AWS represents a centralised model where all the data are collected and crunched in a few places, namely big data centres. SWIM.AI, on the other hand, is an example of what is being called “edge computing”: the data are processed in real time as close as possible to where they are collected. It is between these two poles that the infrastructure of the data economy will stretch. It will be, to quote a metaphor first used by Brian Arthur of the Santa Fe Institute, very much like the root system of an aspen tree. For every tree above the ground, there are miles and miles of interconnected roots underground, which also connect to the roots of other trees. Similarly, for every warehouse-sized data centre, there will be an endless network of cables and connections, collecting data from every nook and cranny of the world.

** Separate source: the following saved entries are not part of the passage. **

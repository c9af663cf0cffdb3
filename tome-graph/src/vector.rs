use async_trait::async_trait;
use std::sync::Arc;
use tome_core::{Note, NoteId, Result};
use tome_store::Store;

/// Cosine similarity between two vectors. Returns 0.0 for mismatched
/// dimensions or zero-magnitude inputs.
pub fn cosine_similarity(a: &[f32], b: &[f32]) -> f32 {
    if a.len() != b.len() || a.is_empty() {
        return 0.0;
    }
    let mut dot = 0.0f32;
    let mut norm_a = 0.0f32;
    let mut norm_b = 0.0f32;
    for (x, y) in a.iter().zip(b.iter()) {
        dot += x * y;
        norm_a += x * x;
        norm_b += y * y;
    }
    if norm_a == 0.0 || norm_b == 0.0 {
        return 0.0;
    }
    dot / (norm_a.sqrt() * norm_b.sqrt())
}

#[derive(Debug, Clone)]
pub struct Scored {
    pub note: Note,
    pub score: f32,
}

/// Nearest-neighbour lookup over persisted notes. Pluggable so the linear
/// scan can be replaced when the corpus outgrows it.
#[async_trait]
pub trait VectorIndex: Send + Sync {
    /// The `k` most similar notes to `embedding`, best first, excluding
    /// `exclude` and notes without an embedding.
    async fn nearest(&self, embedding: &[f32], k: usize, exclude: &NoteId)
    -> Result<Vec<Scored>>;
}

/// Brute-force cosine scan over every stored note.
pub struct LinearIndex {
    store: Arc<dyn Store>,
}

impl LinearIndex {
    pub fn new(store: Arc<dyn Store>) -> Self {
        Self { store }
    }
}

#[async_trait]
impl VectorIndex for LinearIndex {
    async fn nearest(
        &self,
        embedding: &[f32],
        k: usize,
        exclude: &NoteId,
    ) -> Result<Vec<Scored>> {
        let mut scored: Vec<Scored> = self
            .store
            .all_notes()
            .await?
            .into_iter()
            .filter(|note| &note.id != exclude && !note.embedding.is_empty())
            .map(|note| {
                let score = cosine_similarity(embedding, &note.embedding);
                Scored { note, score }
            })
            .collect();
        scored.sort_by(|a, b| b.score.partial_cmp(&a.score).unwrap_or(std::cmp::Ordering::Equal));
        scored.truncate(k);
        Ok(scored)
    }
}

AWS代表了一种集中模式,所有数据都在几个地点(即大型数据中心)收集和处理。另一方面,SWIM.AI则是所谓的“边缘计算”的一个示例:数据在尽可能接近收集位置的地点实时处理。数据经济的基础设施将在这两极之间铺开。用圣达菲研究所(Santa Fe Institute)的布莱恩·亚瑟(Brian Arthur)最早使用的比喻来说,这会很像白杨树的根系。对于地面上的每一棵树,地下交缠的根系都会绵延数里,并与其他树的根相连。同样,对于每个仓库大小的数据中心,将有数不胜数的电缆和连接构成网络,收集来自世界各个角落的数据。

To grasp how all this may work, consider the origin and journey of a typical bit and how both will change in the years to come. Today the bit is often still created by a human clicking on a website or tapping on a smartphone. Tomorrow it will more often than not be generated by machines, collectively called the “Internet of Things” (IOT): cranes, cars, washing machines, eyeglasses and so on. And these devices will not only serve as sensors, but act on the world in which they are embedded.

要想搞清楚这一切是怎么工作的,我们来考虑一个典型的比特的起源和旅程,以及这两点在今后几年中将如何变化。时至今日,比特仍然经常通过人们单击网站或智能手机生成。未来,它会更常由机器产生,这些机器统称为“物联网”(IOT):起重机、汽车、洗衣机、眼镜等。这些设备不仅可以充当传感器,而且可以在它们嵌入的世界中发挥作用。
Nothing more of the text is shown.